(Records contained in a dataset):
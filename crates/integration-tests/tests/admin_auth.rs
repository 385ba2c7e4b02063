//! Login, logout and route protection.

#![allow(clippy::unwrap_used)]

use axum::http::{Method, StatusCode};
use serde_json::json;

use shopdesk_integration_tests::{ADMIN, SUPER_ADMIN, TestApp};

#[tokio::test]
async fn test_health_endpoints_need_no_session() {
    let app = TestApp::new().await;

    let live = app.request(Method::GET, "/health", None, None).await;
    assert_eq!(live.status, StatusCode::OK);

    let ready = app.request(Method::GET, "/health/ready", None, None).await;
    assert_eq!(ready.status, StatusCode::OK);
}

#[tokio::test]
async fn test_unknown_route_is_json_404() {
    let app = TestApp::new().await;

    let response = app.request(Method::GET, "/api/refunds", None, None).await;
    assert_eq!(response.status, StatusCode::NOT_FOUND);
    assert_eq!(response.body["code"], "not_found");
    assert_eq!(response.body["error"], "no route for /api/refunds");
}

#[tokio::test]
async fn test_api_requires_session() {
    let app = TestApp::new().await;

    for uri in [
        "/api/orders",
        "/api/payments",
        "/api/dashboard/stats",
        "/api/settings/company",
        "/api/auth/me",
    ] {
        let response = app.request(Method::GET, uri, None, None).await;
        assert_eq!(response.status, StatusCode::UNAUTHORIZED, "{uri}");
        assert_eq!(response.body["code"], "unauthorized");
    }
}

#[tokio::test]
async fn test_login_reports_role() {
    let app = TestApp::new().await;

    let response = app
        .request(
            Method::POST,
            "/api/auth/login",
            None,
            Some(json!({ "username": SUPER_ADMIN.0, "password": SUPER_ADMIN.1 })),
        )
        .await;
    assert_eq!(response.status, StatusCode::OK);
    assert_eq!(response.body["success"], true);
    assert_eq!(response.body["role"], "super_admin");
    assert!(response.cookie.is_some());

    let cookie = app.login(ADMIN).await;
    let me = app.get("/api/auth/me", &cookie).await;
    assert_eq!(me.status, StatusCode::OK);
    assert_eq!(me.body["username"], "priya");
    assert_eq!(me.body["role"], "admin");
}

#[tokio::test]
async fn test_bad_credentials_are_rejected() {
    let app = TestApp::new().await;

    for (username, password) in [
        (SUPER_ADMIN.0, "wrong"),
        (ADMIN.0, "wrong"),
        ("admin", "admin123"),
    ] {
        let response = app
            .request(
                Method::POST,
                "/api/auth/login",
                None,
                Some(json!({ "username": username, "password": password })),
            )
            .await;
        assert_eq!(response.status, StatusCode::UNAUTHORIZED, "{username}");
        assert_eq!(response.body["code"], "unauthorized");
    }
}

#[tokio::test]
async fn test_login_requires_both_fields() {
    let app = TestApp::new().await;

    let response = app
        .request(
            Method::POST,
            "/api/auth/login",
            None,
            Some(json!({ "username": " ", "password": "" })),
        )
        .await;
    assert_eq!(response.status, StatusCode::BAD_REQUEST);
    assert_eq!(response.body["code"], "bad_request");
}

#[tokio::test]
async fn test_logout_ends_session() {
    let app = TestApp::new().await;
    let cookie = app.login(ADMIN).await;

    assert_eq!(app.get("/api/orders", &cookie).await.status, StatusCode::OK);

    let logout = app.post("/api/auth/logout", &cookie, None).await;
    assert_eq!(logout.status, StatusCode::OK);

    assert_eq!(
        app.get("/api/orders", &cookie).await.status,
        StatusCode::UNAUTHORIZED
    );
}

#[tokio::test]
async fn test_security_headers_present() {
    let app = TestApp::new().await;
    let cookie = app.login(ADMIN).await;
    let response = app.get("/api/orders", &cookie).await;
    assert_eq!(response.status, StatusCode::OK);
    assert_eq!(response.headers["x-content-type-options"], "nosniff");
    assert_eq!(response.headers["x-frame-options"], "DENY");
    assert_eq!(response.headers["cache-control"], "no-store");
}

(Task details):
Retype all of the records above, word for word.

(Task solution):
filename crates/integration-tests/tests/admin_auth.rs
repository 385ba2c7e4b02063
//! Login, logout and route protection.

#![allow(clippy::unwrap_used)]

use axum::http::{Method, StatusCode};
use serde_json::json;

use shopdesk_integration_tests::{ADMIN, SUPER_ADMIN, TestApp};

#[tokio::test]
async fn test_health_endpoints_need_no_session() {
    let app = TestApp::new().await;

    let live = app.request(Method::GET, "/health", None, None).await;
    assert_eq!(live.status, StatusCode::OK);

    let ready = app.request(Method::GET, "/health/ready", None, None).await;
    assert_eq!(ready.status, StatusCode::OK);
}

#[tokio::test]
async fn test_unknown_route_is_json_404() {
    let app = TestApp::new().await;

    let response = app.request(Method::GET, "/api/refunds", None, None).await;
    assert_eq!(response.status, StatusCode::NOT_FOUND);
    assert_eq!(response.body["code"], "not_found");
    assert_eq!(response.body["error"], "no route for /api/refunds");
}

#[tokio::test]
async fn test_api_requires_session() {
    let app = TestApp::new().await;

    for uri in [
        "/api/orders",
        "/api/payments",
        "/api/dashboard/stats",
        "/api/settings/company",
        "/api/auth/me",
    ] {
        let response = app.request(Method::GET, uri, None, None).await;
        assert_eq!(response.status, StatusCode::UNAUTHORIZED, "{uri}");
        assert_eq!(response.body["code"], "unauthorized");
    }
}

#[tokio::test]
async fn test_login_reports_role() {
    let app = TestApp::new().await;

    let response = app
        .request(
            Method::POST,
            "/api/auth/login",
            None,
            Some(json!({ "username": SUPER_ADMIN.0, "password": SUPER_ADMIN.1 })),
        )
        .await;
    assert_eq!(response.status, StatusCode::OK);
    assert_eq!(response.body["success"], true);
    assert_eq!(response.body["role"], "super_admin");
    assert!(response.cookie.is_some());

    let cookie = app.login(ADMIN).await;
    let me = app.get("/api/auth/me", &cookie).await;
    assert_eq!(me.status, StatusCode::OK);
    assert_eq!(me.body["username"], "priya");
    assert_eq!(me.body["role"], "admin");
}

#[tokio::test]
async fn test_bad_credentials_are_rejected() {
    let app = TestApp::new().await;

    for (username, password) in [
        (SUPER_ADMIN.0, "wrong"),
        (ADMIN.0, "wrong"),
        ("admin", "admin123"),
    ] {
        let response = app
            .request(
                Method::POST,
                "/api/auth/login",
                None,
                Some(json!({ "username": username, "password": password })),
            )
            .await;
        assert_eq!(response.status, StatusCode::UNAUTHORIZED, "{username}");
        assert_eq!(response.body["code"], "unauthorized");
    }
}

#[tokio::test]
async fn test_login_requires_both_fields() {
    let app = TestApp::new().await;

    let response = app
        .request(
            Method::POST,
            "/api/auth/login",
            None,
            Some(json!({ "username": " ", "password": "" })),
        )
        .await;
    assert_eq!(response.status, StatusCode::BAD_REQUEST);
    assert_eq!(response.body["code"], "bad_request");
}

#[tokio::test]
async fn test_logout_ends_session() {
    let app = TestApp::new().await;
    let cookie = app.login(ADMIN).await;

    assert_eq!(app.get("/api/orders", &cookie).await.status, StatusCode::OK);

    let logout = app.post("/api/auth/logout", &cookie, None).await;
    assert_eq!(logout.status, StatusCode::OK);

    assert_eq!(
        app.get("/api/orders", &cookie).await.status,
        StatusCode::UNAUTHORIZED
    );
}

#[tokio::test]
async fn test_security_headers_present() {
    let app = TestApp::new().await;
    let cookie = app.login(ADMIN).await;
    let response = app.get("/api/orders", &cookie).await;
    assert_eq!(response.status, StatusCode::OK);
    assert_eq!(response.headers["x-content-type-options"], "nosniff");
    assert_eq!(response.headers["x-frame-options"], "DENY");
    assert_eq!(response.headers["cache-control"], "no-store");
}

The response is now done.